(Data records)
//! The DMML scene graph: typed nodes, events, transforms, persistence

pub mod display;
pub mod events;
pub mod model;
pub mod node;
pub mod scene;
pub mod transform;
pub mod view;

pub use display::{ModelDisplayNode, SliceDisplayMode};
pub use events::{EventKind, SceneEvent};
pub use model::ModelNode;
pub use node::{Node, NodeBase, NodeId, NodeKind};
pub use scene::{Scene, SceneError};
pub use transform::{DisplacementField, Transform, TransformNode, WorldTransform};
pub use view::{CameraNode, ClipNode, FolderNode, RenderMode, SliceNode, StereoType, ViewNode};
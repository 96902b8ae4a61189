//! Plane math and the composed slice-clip implicit function
//!
//! Clipping keeps the region where the implicit function is non-positive.
//! Each enabled slice plane contributes a signed half-space term; the three
//! terms combine by intersection (max) or union (min).

use glam::{Mat4, Vec3};
use serde::{Deserialize, Serialize};

/// Oriented plane in RAS space
#[derive(Debug, Clone, Copy, PartialEq, Serialize, Deserialize)]
pub struct Plane {
    pub origin: Vec3,
    /// Unit normal
    pub normal: Vec3,
}

impl Plane {
    /// Plane with a normalized copy of the given normal
    pub fn new(origin: Vec3, normal: Vec3) -> Self {
        Self {
            origin,
            normal: normal.normalize_or_zero(),
        }
    }

    /// Plane of a slice node: origin is the matrix translation, normal the
    /// third column of the slice-to-RAS rotation
    pub fn from_slice_to_ras(slice_to_ras: &Mat4) -> Self {
        let normal = slice_to_ras.transform_vector3(Vec3::Z);
        let origin = slice_to_ras.transform_point3(Vec3::ZERO);
        Plane::new(origin, normal)
    }

    /// Signed distance, positive on the normal side
    pub fn signed_distance(&self, p: Vec3) -> f32 {
        (p - self.origin).dot(self.normal)
    }

    /// In-plane basis vectors (u, v) orthogonal to the normal
    pub fn basis(&self) -> (Vec3, Vec3) {
        let u = self.normal.any_orthonormal_vector();
        let v = self.normal.cross(u).normalize_or_zero();
        (u, v)
    }
}

/// Which half-space of a slice plane clipping keeps
#[derive(Debug, Clone, Copy, PartialEq, Eq, Serialize, Deserialize)]
pub enum ClipSide {
    /// This plane does not participate in clipping
    Off,
    /// Keep the positive-normal half-space
    PositiveSpace,
    /// Keep the negative-normal half-space
    NegativeSpace,
}

/// Boolean combination of the enabled clip planes
#[derive(Debug, Clone, Copy, PartialEq, Eq, Serialize, Deserialize)]
pub enum ClipCombine {
    /// Keep points inside every enabled half-space
    Intersection,
    /// Keep points inside at least one enabled half-space
    Union,
}

/// Composed implicit function of up to three slice planes
#[derive(Debug, Clone)]
pub struct SliceClipFunction {
    /// (plane, keep-positive-half-space)
    pub planes: Vec<(Plane, bool)>,
    pub combine: ClipCombine,
}

impl SliceClipFunction {
    /// True when no plane participates
    pub fn is_empty(&self) -> bool {
        self.planes.is_empty()
    }

    /// Implicit value at a point; non-positive means "kept"
    pub fn eval(&self, p: Vec3) -> f32 {
        let mut acc: Option<f32> = None;
        for (plane, keep_positive) in &self.planes {
            let d = plane.signed_distance(p);
            let inside = if *keep_positive { -d } else { d };
            acc = Some(match (acc, self.combine) {
                (None, _) => inside,
                (Some(a), ClipCombine::Intersection) => a.max(inside),
                (Some(a), ClipCombine::Union) => a.min(inside),
            });
        }
        acc.unwrap_or(-1.0)
    }
}

#[cfg(test)]
mod tests {
    use super::*;

    #[test]
    fn test_signed_distance() {
        let plane = Plane::new(Vec3::ZERO, Vec3::Z);
        assert_eq!(plane.signed_distance(Vec3::new(0.0, 0.0, 2.0)), 2.0);
        assert_eq!(plane.signed_distance(Vec3::new(1.0, 1.0, -3.0)), -3.0);
    }

    #[test]
    fn test_plane_from_slice_matrix() {
        let m = Mat4::from_translation(Vec3::new(0.0, 0.0, 5.0));
        let plane = Plane::from_slice_to_ras(&m);
        assert_eq!(plane.normal, Vec3::Z);
        assert_eq!(plane.origin, Vec3::new(0.0, 0.0, 5.0));
    }

    #[test]
    fn test_single_plane_negative_space() {
        let f = SliceClipFunction {
            planes: vec![(Plane::new(Vec3::ZERO, Vec3::Z), false)],
            combine: ClipCombine::Intersection,
        };
        // Negative half-space is kept.
        assert!(f.eval(Vec3::new(0.0, 0.0, -1.0)) <= 0.0);
        assert!(f.eval(Vec3::new(0.0, 0.0, 1.0)) > 0.0);
    }

    #[test]
    fn test_union_vs_intersection() {
        let planes = vec![
            (Plane::new(Vec3::ZERO, Vec3::Z), true),
            (Plane::new(Vec3::ZERO, Vec3::X), true),
        ];
        let p = Vec3::new(-1.0, 0.0, 1.0); // inside +z, outside +x
        let inter = SliceClipFunction { planes: planes.clone(), combine: ClipCombine::Intersection };
        let union = SliceClipFunction { planes, combine: ClipCombine::Union };
        assert!(inter.eval(p) > 0.0);
        assert!(union.eval(p) <= 0.0);
    }
}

> [WORK TO BE COMPLETED] All entries given above are to be printed again exactly.

> [EXERCISE OUTPUT]
//! The DMML scene graph: typed nodes, events, transforms, persistence

pub mod display;
pub mod events;
pub mod model;
pub mod node;
pub mod scene;
pub mod transform;
pub mod view;

pub use display::{ModelDisplayNode, SliceDisplayMode};
pub use events::{EventKind, SceneEvent};
pub use model::ModelNode;
pub use node::{Node, NodeBase, NodeId, NodeKind};
pub use scene::{Scene, SceneError};
pub use transform::{DisplacementField, Transform, TransformNode, WorldTransform};
pub use view::{CameraNode, ClipNode, FolderNode, RenderMode, SliceNode, StereoType, ViewNode};
repository 96902b8ae4a61189
//! Plane math and the composed slice-clip implicit function
//!
//! Clipping keeps the region where the implicit function is non-positive.
//! Each enabled slice plane contributes a signed half-space term; the three
//! terms combine by intersection (max) or union (min).

use glam::{Mat4, Vec3};
use serde::{Deserialize, Serialize};

/// Oriented plane in RAS space
#[derive(Debug, Clone, Copy, PartialEq, Serialize, Deserialize)]
pub struct Plane {
    pub origin: Vec3,
    /// Unit normal
    pub normal: Vec3,
}

impl Plane {
    /// Plane with a normalized copy of the given normal
    pub fn new(origin: Vec3, normal: Vec3) -> Self {
        Self {
            origin,
            normal: normal.normalize_or_zero(),
        }
    }

    /// Plane of a slice node: origin is the matrix translation, normal the
    /// third column of the slice-to-RAS rotation
    pub fn from_slice_to_ras(slice_to_ras: &Mat4) -> Self {
        let normal = slice_to_ras.transform_vector3(Vec3::Z);
        let origin = slice_to_ras.transform_point3(Vec3::ZERO);
        Plane::new(origin, normal)
    }

    /// Signed distance, positive on the normal side
    pub fn signed_distance(&self, p: Vec3) -> f32 {
        (p - self.origin).dot(self.normal)
    }

    /// In-plane basis vectors (u, v) orthogonal to the normal
    pub fn basis(&self) -> (Vec3, Vec3) {
        let u = self.normal.any_orthonormal_vector();
        let v = self.normal.cross(u).normalize_or_zero();
        (u, v)
    }
}

/// Which half-space of a slice plane clipping keeps
#[derive(Debug, Clone, Copy, PartialEq, Eq, Serialize, Deserialize)]
pub enum ClipSide {
    /// This plane does not participate in clipping
    Off,
    /// Keep the positive-normal half-space
    PositiveSpace,
    /// Keep the negative-normal half-space
    NegativeSpace,
}

/// Boolean combination of the enabled clip planes
#[derive(Debug, Clone, Copy, PartialEq, Eq, Serialize, Deserialize)]
pub enum ClipCombine {
    /// Keep points inside every enabled half-space
    Intersection,
    /// Keep points inside at least one enabled half-space
    Union,
}

/// Composed implicit function of up to three slice planes
#[derive(Debug, Clone)]
pub struct SliceClipFunction {
    /// (plane, keep-positive-half-space)
    pub planes: Vec<(Plane, bool)>,
    pub combine: ClipCombine,
}

impl SliceClipFunction {
    /// True when no plane participates
    pub fn is_empty(&self) -> bool {
        self.planes.is_empty()
    }

    /// Implicit value at a point; non-positive means "kept"
    pub fn eval(&self, p: Vec3) -> f32 {
        let mut acc: Option<f32> = None;
        for (plane, keep_positive) in &self.planes {
            let d = plane.signed_distance(p);
            let inside = if *keep_positive { -d } else { d };
            acc = Some(match (acc, self.combine) {
                (None, _) => inside,
                (Some(a), ClipCombine::Intersection) => a.max(inside),
                (Some(a), ClipCombine::Union) => a.min(inside),
            });
        }
        acc.unwrap_or(-1.0)
    }
}

#[cfg(test)]
mod tests {
    use super::*;

    #[test]
    fn test_signed_distance() {
        let plane = Plane::new(Vec3::ZERO, Vec3::Z);
        assert_eq!(plane.signed_distance(Vec3::new(0.0, 0.0, 2.0)), 2.0);
        assert_eq!(plane.signed_distance(Vec3::new(1.0, 1.0, -3.0)), -3.0);
    }

    #[test]
    fn test_plane_from_slice_matrix() {
        let m = Mat4::from_translation(Vec3::new(0.0, 0.0, 5.0));
        let plane = Plane::from_slice_to_ras(&m);
        assert_eq!(plane.normal, Vec3::Z);
        assert_eq!(plane.origin, Vec3::new(0.0, 0.0, 5.0));
    }

    #[test]
    fn test_single_plane_negative_space() {
        let f = SliceClipFunction {
            planes: vec![(Plane::new(Vec3::ZERO, Vec3::Z), false)],
            combine: ClipCombine::Intersection,
        };
        // Negative half-space is kept.
        assert!(f.eval(Vec3::new(0.0, 0.0, -1.0)) <= 0.0);
        assert!(f.eval(Vec3::new(0.0, 0.0, 1.0)) > 0.0);
    }

    #[test]
    fn test_union_vs_intersection() {
        let planes = vec![
            (Plane::new(Vec3::ZERO, Vec3::Z), true),
            (Plane::new(Vec3::ZERO, Vec3::X), true),
        ];
        let p = Vec3::new(-1.0, 0.0, 1.0); // inside +z, outside +x
        let inter = SliceClipFunction { planes: planes.clone(), combine: ClipCombine::Intersection };
        let union = SliceClipFunction { planes, combine: ClipCombine::Union };
        assert!(inter.eval(p) > 0.0);
        assert!(union.eval(p) <= 0.0);
    }
}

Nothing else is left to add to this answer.